__Task material__:
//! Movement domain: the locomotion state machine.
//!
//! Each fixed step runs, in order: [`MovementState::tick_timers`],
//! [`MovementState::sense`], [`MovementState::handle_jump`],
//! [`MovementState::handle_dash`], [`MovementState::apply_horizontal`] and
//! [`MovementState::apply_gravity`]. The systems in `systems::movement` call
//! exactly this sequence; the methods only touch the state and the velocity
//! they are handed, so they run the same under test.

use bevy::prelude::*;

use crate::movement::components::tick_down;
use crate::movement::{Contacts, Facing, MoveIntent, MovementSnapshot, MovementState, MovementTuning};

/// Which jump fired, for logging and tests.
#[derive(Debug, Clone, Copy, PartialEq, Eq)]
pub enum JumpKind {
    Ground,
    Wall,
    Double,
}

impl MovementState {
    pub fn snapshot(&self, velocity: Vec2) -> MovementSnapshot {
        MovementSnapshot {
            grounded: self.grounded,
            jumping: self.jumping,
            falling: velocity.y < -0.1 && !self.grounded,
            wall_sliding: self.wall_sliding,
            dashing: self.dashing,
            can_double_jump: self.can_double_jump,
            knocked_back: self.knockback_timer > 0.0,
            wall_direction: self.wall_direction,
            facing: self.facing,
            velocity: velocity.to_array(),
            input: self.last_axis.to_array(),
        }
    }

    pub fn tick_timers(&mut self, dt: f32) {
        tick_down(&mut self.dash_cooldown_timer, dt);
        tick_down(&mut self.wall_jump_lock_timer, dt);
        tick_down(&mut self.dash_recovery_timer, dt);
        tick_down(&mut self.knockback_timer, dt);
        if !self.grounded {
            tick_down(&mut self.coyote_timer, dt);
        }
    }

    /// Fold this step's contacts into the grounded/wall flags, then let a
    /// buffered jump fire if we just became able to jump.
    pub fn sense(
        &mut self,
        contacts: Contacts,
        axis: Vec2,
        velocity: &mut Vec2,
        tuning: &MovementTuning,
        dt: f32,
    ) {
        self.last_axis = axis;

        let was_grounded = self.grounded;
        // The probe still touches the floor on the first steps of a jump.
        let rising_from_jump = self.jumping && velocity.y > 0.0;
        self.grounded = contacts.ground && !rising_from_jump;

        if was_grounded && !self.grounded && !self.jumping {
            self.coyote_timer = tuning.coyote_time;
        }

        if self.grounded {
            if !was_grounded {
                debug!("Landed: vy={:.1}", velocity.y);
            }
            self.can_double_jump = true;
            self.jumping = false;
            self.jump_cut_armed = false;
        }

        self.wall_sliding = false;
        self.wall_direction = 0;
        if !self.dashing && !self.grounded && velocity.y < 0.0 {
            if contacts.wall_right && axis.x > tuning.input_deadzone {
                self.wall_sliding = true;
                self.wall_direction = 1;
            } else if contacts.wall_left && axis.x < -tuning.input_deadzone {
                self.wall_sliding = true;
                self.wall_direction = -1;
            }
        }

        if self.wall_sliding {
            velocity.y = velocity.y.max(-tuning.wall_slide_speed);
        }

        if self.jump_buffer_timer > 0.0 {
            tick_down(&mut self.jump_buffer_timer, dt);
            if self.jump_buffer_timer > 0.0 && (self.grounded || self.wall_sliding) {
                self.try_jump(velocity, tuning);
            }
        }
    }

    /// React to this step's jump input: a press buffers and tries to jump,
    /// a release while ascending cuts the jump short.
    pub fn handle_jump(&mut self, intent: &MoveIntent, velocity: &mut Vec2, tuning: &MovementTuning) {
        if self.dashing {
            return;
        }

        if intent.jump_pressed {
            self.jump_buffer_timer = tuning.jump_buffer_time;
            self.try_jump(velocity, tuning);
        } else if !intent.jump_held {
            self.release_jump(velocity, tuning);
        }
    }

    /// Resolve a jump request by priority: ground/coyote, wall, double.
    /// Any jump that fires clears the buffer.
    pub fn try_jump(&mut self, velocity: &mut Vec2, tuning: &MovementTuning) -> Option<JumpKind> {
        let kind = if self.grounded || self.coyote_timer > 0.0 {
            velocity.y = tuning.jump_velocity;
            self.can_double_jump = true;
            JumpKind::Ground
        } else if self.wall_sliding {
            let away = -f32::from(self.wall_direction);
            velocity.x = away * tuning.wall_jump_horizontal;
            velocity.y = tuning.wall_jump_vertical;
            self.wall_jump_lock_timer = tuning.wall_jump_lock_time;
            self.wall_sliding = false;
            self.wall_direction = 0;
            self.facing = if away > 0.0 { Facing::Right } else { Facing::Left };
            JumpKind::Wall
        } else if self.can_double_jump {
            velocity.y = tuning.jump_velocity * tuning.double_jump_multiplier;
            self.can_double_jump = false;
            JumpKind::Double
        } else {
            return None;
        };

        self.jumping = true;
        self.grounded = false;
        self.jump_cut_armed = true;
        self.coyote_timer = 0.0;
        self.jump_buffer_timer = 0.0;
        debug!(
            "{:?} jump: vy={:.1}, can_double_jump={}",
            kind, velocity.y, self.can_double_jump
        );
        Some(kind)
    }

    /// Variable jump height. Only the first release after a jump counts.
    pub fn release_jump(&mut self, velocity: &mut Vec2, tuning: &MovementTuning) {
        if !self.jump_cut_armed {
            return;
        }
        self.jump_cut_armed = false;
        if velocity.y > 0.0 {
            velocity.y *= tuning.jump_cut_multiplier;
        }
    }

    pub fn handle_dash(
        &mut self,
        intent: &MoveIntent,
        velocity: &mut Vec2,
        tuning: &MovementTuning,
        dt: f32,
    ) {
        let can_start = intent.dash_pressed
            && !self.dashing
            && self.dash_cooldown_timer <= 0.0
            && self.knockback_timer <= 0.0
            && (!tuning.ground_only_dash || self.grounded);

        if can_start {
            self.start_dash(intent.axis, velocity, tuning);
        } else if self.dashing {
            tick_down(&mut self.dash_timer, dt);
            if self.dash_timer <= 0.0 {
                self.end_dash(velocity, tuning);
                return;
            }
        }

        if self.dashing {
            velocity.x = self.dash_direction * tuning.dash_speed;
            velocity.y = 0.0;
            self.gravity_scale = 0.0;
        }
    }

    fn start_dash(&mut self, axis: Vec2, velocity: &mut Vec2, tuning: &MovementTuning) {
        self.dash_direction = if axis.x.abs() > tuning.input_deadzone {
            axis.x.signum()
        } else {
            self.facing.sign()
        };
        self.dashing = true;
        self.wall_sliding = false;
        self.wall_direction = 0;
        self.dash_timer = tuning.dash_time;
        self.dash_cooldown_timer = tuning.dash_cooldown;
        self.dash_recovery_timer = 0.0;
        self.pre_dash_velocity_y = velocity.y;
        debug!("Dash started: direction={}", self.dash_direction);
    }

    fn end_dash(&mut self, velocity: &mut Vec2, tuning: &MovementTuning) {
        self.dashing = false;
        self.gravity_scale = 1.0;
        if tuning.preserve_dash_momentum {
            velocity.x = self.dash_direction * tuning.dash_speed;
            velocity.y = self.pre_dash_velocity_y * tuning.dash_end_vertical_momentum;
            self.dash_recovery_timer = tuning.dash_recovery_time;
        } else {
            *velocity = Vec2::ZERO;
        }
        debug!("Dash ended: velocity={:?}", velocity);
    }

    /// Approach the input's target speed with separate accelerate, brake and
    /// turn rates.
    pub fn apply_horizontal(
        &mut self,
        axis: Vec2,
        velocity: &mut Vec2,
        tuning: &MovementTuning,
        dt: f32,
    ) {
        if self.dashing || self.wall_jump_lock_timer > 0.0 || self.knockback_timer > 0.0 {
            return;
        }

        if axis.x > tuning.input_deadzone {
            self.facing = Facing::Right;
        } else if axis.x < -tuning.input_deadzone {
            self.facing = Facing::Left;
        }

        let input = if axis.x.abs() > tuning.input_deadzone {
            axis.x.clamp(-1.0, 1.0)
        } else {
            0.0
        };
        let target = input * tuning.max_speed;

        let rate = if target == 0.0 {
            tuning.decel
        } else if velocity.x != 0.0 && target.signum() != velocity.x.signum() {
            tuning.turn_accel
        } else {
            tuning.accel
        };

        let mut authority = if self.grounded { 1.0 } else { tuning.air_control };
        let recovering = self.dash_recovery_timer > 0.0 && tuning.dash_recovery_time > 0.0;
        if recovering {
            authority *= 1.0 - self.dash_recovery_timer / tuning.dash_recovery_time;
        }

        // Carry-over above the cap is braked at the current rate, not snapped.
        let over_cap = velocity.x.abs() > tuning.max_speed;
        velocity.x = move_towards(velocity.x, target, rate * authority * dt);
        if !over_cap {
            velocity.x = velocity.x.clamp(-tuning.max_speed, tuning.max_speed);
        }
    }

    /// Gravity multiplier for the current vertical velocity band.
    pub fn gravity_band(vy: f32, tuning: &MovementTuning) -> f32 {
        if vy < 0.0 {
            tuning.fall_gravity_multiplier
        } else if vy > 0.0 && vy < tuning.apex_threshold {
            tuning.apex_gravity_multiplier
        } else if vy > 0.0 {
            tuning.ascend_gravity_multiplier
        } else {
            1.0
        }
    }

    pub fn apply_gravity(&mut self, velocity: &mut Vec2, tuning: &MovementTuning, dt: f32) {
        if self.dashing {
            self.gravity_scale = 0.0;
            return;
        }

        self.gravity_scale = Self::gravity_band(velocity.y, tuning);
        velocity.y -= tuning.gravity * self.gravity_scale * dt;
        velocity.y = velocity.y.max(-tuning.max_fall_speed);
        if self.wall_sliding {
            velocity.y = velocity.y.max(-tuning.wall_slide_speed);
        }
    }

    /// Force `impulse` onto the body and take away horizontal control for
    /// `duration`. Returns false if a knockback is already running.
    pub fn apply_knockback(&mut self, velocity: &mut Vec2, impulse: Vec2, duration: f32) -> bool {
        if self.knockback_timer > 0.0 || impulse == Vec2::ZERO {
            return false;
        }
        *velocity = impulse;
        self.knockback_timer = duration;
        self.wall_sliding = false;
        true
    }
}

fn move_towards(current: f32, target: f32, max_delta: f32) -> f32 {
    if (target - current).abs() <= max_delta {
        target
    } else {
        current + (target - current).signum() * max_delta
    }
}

--

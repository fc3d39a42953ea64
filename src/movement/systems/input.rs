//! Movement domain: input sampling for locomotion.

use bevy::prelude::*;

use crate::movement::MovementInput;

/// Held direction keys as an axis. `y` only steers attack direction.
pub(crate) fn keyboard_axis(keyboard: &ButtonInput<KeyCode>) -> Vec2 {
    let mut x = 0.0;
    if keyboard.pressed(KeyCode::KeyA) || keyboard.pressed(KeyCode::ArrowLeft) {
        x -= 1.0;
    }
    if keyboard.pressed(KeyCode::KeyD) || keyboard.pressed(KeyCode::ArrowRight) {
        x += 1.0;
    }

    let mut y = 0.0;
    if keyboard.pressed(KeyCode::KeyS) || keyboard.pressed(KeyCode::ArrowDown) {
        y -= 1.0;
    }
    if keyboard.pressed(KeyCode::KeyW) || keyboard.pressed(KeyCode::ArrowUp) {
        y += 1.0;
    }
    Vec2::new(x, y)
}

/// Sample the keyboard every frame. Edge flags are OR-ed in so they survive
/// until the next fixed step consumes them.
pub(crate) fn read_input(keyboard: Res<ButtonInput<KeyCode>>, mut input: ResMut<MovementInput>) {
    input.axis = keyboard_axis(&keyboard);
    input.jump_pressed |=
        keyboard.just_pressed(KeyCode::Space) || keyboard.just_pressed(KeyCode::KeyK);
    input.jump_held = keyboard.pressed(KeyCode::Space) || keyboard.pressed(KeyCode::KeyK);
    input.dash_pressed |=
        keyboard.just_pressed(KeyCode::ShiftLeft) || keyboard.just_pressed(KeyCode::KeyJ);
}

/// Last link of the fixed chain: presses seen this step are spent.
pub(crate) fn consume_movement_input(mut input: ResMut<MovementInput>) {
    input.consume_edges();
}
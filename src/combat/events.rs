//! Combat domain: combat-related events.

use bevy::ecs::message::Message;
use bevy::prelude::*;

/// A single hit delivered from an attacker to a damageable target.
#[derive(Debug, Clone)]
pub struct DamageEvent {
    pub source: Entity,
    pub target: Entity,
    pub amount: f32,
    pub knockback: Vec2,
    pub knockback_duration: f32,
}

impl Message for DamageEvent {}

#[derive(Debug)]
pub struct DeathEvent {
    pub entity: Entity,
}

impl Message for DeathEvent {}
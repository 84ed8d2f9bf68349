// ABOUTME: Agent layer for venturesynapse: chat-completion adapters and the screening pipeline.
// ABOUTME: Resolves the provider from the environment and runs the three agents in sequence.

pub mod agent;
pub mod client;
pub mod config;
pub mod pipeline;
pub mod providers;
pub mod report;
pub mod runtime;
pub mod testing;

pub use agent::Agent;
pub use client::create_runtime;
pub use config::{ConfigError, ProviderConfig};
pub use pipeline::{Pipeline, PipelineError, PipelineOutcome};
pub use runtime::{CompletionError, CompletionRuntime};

* * *

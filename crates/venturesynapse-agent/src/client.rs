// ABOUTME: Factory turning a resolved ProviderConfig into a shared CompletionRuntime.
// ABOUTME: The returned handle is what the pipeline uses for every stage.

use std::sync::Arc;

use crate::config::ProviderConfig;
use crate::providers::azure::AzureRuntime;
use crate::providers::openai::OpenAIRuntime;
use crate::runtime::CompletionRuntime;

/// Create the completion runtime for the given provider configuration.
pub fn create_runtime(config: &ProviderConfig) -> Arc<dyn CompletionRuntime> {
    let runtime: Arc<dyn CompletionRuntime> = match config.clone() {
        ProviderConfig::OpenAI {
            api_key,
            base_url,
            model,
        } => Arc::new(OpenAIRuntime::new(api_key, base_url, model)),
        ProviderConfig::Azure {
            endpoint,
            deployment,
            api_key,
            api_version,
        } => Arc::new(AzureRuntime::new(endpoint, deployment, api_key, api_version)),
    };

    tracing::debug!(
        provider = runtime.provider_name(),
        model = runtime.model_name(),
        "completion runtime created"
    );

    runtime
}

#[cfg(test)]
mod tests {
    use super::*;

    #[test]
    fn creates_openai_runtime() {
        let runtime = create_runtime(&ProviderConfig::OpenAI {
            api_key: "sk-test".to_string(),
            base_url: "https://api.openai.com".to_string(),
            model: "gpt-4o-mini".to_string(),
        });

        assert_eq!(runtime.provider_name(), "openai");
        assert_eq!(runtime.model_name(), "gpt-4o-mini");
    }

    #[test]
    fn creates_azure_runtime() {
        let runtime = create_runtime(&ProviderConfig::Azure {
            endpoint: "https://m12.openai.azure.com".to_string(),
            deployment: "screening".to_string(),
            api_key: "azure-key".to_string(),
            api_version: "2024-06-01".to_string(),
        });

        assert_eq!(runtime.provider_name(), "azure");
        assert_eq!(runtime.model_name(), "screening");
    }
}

__Instructions to follow__: Retype, exactly and in full, the lines above from the one containing "#[derive(Debug, Clone)]" through the one containing "repository 84ed8d2f9bf68349".

__Answer area__:
#[derive(Debug, Clone)]
pub struct DamageEvent {
    pub source: Entity,
    pub target: Entity,
    pub amount: f32,
    pub knockback: Vec2,
    pub knockback_duration: f32,
}

impl Message for DamageEvent {}

#[derive(Debug)]
pub struct DeathEvent {
    pub entity: Entity,
}

impl Message for DeathEvent {}
repository 84ed8d2f9bf68349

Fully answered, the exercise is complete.